Remembering Megan Bennett: A Legacy Left on the Periodic Table of Elements
Megan Bennett '05 had an influence at both Brockport and in the field of radiochemistry, including the discovery of a chemistry element.
Megan Bennett ’05 grew up with a passion for science. That passion evolved into an impressive career that involved the discovery of a chemistry element, mentorship of multiple Brockport students at a national lab, and even cancer research — all before her passing on January 9, 2020.
Bennett's career began with the choice to attend college in upstate New York. She visited a handful of options with her mother Carole Bennett-Quagliata.
“She knew right away that she wanted to go to SUNY Brockport after the open house,” Bennett-Quagliata said. “All of the professors we met from the department were so warm and lovely to us.”
Bennett spent four years studying in the Department of Chemistry at Brockport, where she experienced the loss of her father, but continued her studies thanks to faculty support.
“Tom Kallen, who was chair [of the department] at the time, told Megan to take whatever time she needed and that when she was ready, her professors would make sure to catch her up on the material,” Bennett-Quagliata said.
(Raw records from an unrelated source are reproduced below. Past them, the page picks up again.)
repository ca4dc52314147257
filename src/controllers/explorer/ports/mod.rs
pub mod surface;
use std::error::Error;
use std::fmt;

use crate::config::explorer_config::ExplorerConfig;
use crate::controllers::explorer::{ExplorerSession, RunViewerError};
use crate::core::actions::compute_frame::errors::ComputeFrameError;
use crate::core::actions::compute_frame::factory::frame_compute_factory;
use crate::core::actions::compute_frame::ports::fractal_algorithm::FractalAlgorithm;
use crate::core::data::frame_buffer::{FrameBuffer, FrameBufferError};
use crate::core::fractals::mandelbrot::colour_maps::factory::mandelbrot_colour_map_factory;

#[derive(Debug)]
pub enum BuildSessionError {
    FrameBuffer(FrameBufferError),
    Compute(ComputeFrameError),
}

impl fmt::Display for BuildSessionError {
    fn fmt(&self, f: &mut fmt::Formatter<'_>) -> fmt::Result {
        match self {
            Self::FrameBuffer(err) => write!(f, "frame buffer error: {}", err),
            Self::Compute(err) => write!(f, "compute error: {}", err),
        }
    }
}

impl Error for BuildSessionError {
    fn source(&self) -> Option<&(dyn Error + 'static)> {
        match self {
            Self::FrameBuffer(err) => Some(err),
            Self::Compute(err) => Some(err),
        }
    }
}

impl From<FrameBufferError> for BuildSessionError {
    fn from(err: FrameBufferError) -> Self {
        Self::FrameBuffer(err)
    }
}

impl From<ComputeFrameError> for BuildSessionError {
    fn from(err: ComputeFrameError) -> Self {
        Self::Compute(err)
    }
}

/// Failure of a whole command, generic over the surface's error type.
#[derive(Debug)]
pub enum CommandError<E: Error> {
    Build(BuildSessionError),
    Surface(E),
    Viewer(RunViewerError<E>),
}

impl<E: Error> fmt::Display for CommandError<E> {
    fn fmt(&self, f: &mut fmt::Formatter<'_>) -> fmt::Result {
        match self {
            Self::Build(err) => write!(f, "{}", err),
            Self::Surface(err) => write!(f, "presentation error: {}", err),
            Self::Viewer(err) => write!(f, "{}", err),
        }
    }
}

impl<E: Error + 'static> Error for CommandError<E> {
    fn source(&self) -> Option<&(dyn Error + 'static)> {
        match self {
            Self::Build(err) => Some(err),
            Self::Surface(err) => Some(err),
            Self::Viewer(err) => Some(err),
        }
    }
}

impl<E: Error> From<BuildSessionError> for CommandError<E> {
    fn from(err: BuildSessionError) -> Self {
        Self::Build(err)
    }
}

impl<E: Error> From<RunViewerError<E>> for CommandError<E> {
    fn from(err: RunViewerError<E>) -> Self {
        Self::Viewer(err)
    }
}

/// Allocates the frame buffer and compute strategy for a validated config.
/// Nothing is spawned until the session's first cycle.
pub fn build_session(config: &ExplorerConfig) -> Result<ExplorerSession, BuildSessionError> {
    let frame = FrameBuffer::try_new(config.resolution)?;
    let colour_map =
        mandelbrot_colour_map_factory(config.palette, config.algorithm.max_iterations());
    let compute =
        frame_compute_factory(config.scheduler, config.workers, config.algorithm, colour_map)?;

    println!("Rendering Mandelbrot set...");
    println!("Image size: {}", config.resolution);
    println!("Viewport:   {}", config.viewport);
    println!("Workers:    {} ({})", config.workers.get(), compute.display_name());
    println!("Palette:    {}", config.palette);
    println!("Iterations: {}", config.algorithm.max_iterations());

    Ok(ExplorerSession::new(config.viewport, frame, compute))
}

#[cfg(test)]
mod tests {
    use super::*;
    use crate::core::actions::compute_frame::factory::Scheduler;
    use crate::core::data::resolution::Resolution;
    use crate::core::data::viewport::Viewport;
    use crate::core::fractals::mandelbrot::algorithm::MandelbrotAlgorithm;
    use crate::core::fractals::mandelbrot::colour_maps::kinds::MandelbrotColourMapKind;
    use crate::core::util::stripe_rows::WorkerCount;
    use std::path::PathBuf;

    fn config(scheduler: Scheduler) -> ExplorerConfig {
        ExplorerConfig {
            workers: WorkerCount::new(3).unwrap(),
            resolution: Resolution::new(16).unwrap(),
            viewport: Viewport::new(-2.0, 1.0, -1.5, 1.5).unwrap(),
            algorithm: MandelbrotAlgorithm::new(64).unwrap(),
            scheduler,
            palette: MandelbrotColourMapKind::FireGradient,
            output: PathBuf::from("unused.ppm"),
        }
    }

    #[test]
    fn test_session_matches_config() {
        for scheduler in [Scheduler::ScopedThreads, Scheduler::RayonPool] {
            let session = build_session(&config(scheduler)).unwrap();

            assert_eq!(session.cycles(), 0);
            assert_eq!(session.viewport(), config(scheduler).viewport);
            assert_eq!(session.frame().resolution().size(), 16);
            assert_eq!(session.compute().workers().get(), 3);
        }
    }
}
Bennett also worked as a lab assistant for Assistant Director of Environmental Health and Safety Elizabeth Gregory. The two became close friends and stayed in contact after Bennett attended Virginia Tech to earn her master’s degree, where she would experience another tragedy — the 2007 Virginia Tech shooting.
“Despite all of the tragedies she experienced during her time at college, she persevered and became an expert in a field that relatively few people can even begin to comprehend,” Gregory said.
Bennett's expertise in the field of nuclear chemistry developed shortly after the shooting, when she attended the University of Nevada, Las Vegas (UNLV) to earn her doctorate. There, she studied with Associate Professor of Health Physics Ralf Sudowe, and the pair was invited to join a team in Russia working on the discovery of a new element. Bennett spent much of her time in Russia working with a supercollider to provide data analysis for the team, which would eventually succeed in discovering element-117, also known as Tennessine (TS).
“Megan and Ralf provided critical data analysis in the experiment that produced element 117,” Gregory said. “This research was her proudest professional accomplishment and paved the way for her to have an astounding career in the field of radiochemistry.”
Bennett went on to work as the analytical lab manager at the University of Chicago Argonne National Laboratory, where she often hosted Brockport students for paid summer internships researching and studying nuclear chemistry.
“This was an incredible opportunity for these students to not only experience research, but also to delve into the topic of nuclear chemistry,” Gregory said. “These internships were Megan's way of giving back to Brockport, by allowing our students to have what truly was the experience of a lifetime.”
Bennett continued her research in nuclear chemistry by accepting a job at SHINE Medical Technologies in Wisconsin, where she hoped to achieve one of her lifelong dreams.
“Megan’s dream was always to be a part of the cure for cancer,” said Bennett-Quagliata.
Bennett worked on the production of Moly-99, a radioisotope that can detect cancer and other fatal ailments. Moly-99’s production is done almost entirely in other countries, which makes it expensive to purchase, as the isotopes decay rate is roughly one percent per hour. Her goal was to begin manufacturing the isotope in the United States in order to reduce the cost of the isotopes production. While Bennett passed away before she could achieve this goal, the work she has already done will live on at SHINE.